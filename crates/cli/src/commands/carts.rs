//! Cart maintenance.
//!
//! Every product page view creates a fresh cart, so abandoned empty carts
//! pile up. `prune` deletes the ones older than a cutoff.

use chrono::{DateTime, Duration, Utc};
use tienda_storefront::db::{CartStore, PgCartStore};

use super::{CommandError, connect};

/// Creation cutoff for carts older than `hours`.
///
/// # Errors
///
/// Returns `CommandError::InvalidArgument` if `hours` is out of range.
pub fn cutoff(now: DateTime<Utc>, hours: u32) -> Result<DateTime<Utc>, CommandError> {
    now.checked_sub_signed(Duration::hours(i64::from(hours)))
        .ok_or_else(|| CommandError::InvalidArgument(format!("{hours} hours is out of range")))
}

/// Delete empty carts created more than `older_than_hours` ago.
///
/// # Errors
///
/// Returns `CommandError` if a database operation fails.
pub async fn prune(older_than_hours: u32) -> Result<(), CommandError> {
    let created_before = cutoff(Utc::now(), older_than_hours)?;
    let store = PgCartStore::new(connect().await?);

    let removed = store.prune_empty(created_before).await?;
    tracing::info!(removed, %created_before, "Pruned empty carts");
    Ok(())
}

Work request
Repeat each entry exactly, so that nothing in the listing is lost.

Expected answer
filename crates/cli/src/commands/carts.rs
//! Cart maintenance.
//!
//! Every product page view creates a fresh cart, so abandoned empty carts
//! pile up. `prune` deletes the ones older than a cutoff.

use chrono::{DateTime, Duration, Utc};
use tienda_storefront::db::{CartStore, PgCartStore};

use super::{CommandError, connect};

/// Creation cutoff for carts older than `hours`.
///
/// # Errors
///
/// Returns `CommandError::InvalidArgument` if `hours` is out of range.
pub fn cutoff(now: DateTime<Utc>, hours: u32) -> Result<DateTime<Utc>, CommandError> {
    now.checked_sub_signed(Duration::hours(i64::from(hours)))
        .ok_or_else(|| CommandError::InvalidArgument(format!("{hours} hours is out of range")))
}

/// Delete empty carts created more than `older_than_hours` ago.
///
/// # Errors
///
/// Returns `CommandError` if a database operation fails.
pub async fn prune(older_than_hours: u32) -> Result<(), CommandError> {
    let created_before = cutoff(Utc::now(), older_than_hours)?;
    let store = PgCartStore::new(connect().await?);

    let removed = store.prune_empty(created_before).await?;
    tracing::info!(removed, %created_before, "Pruned empty carts");
    Ok(())
}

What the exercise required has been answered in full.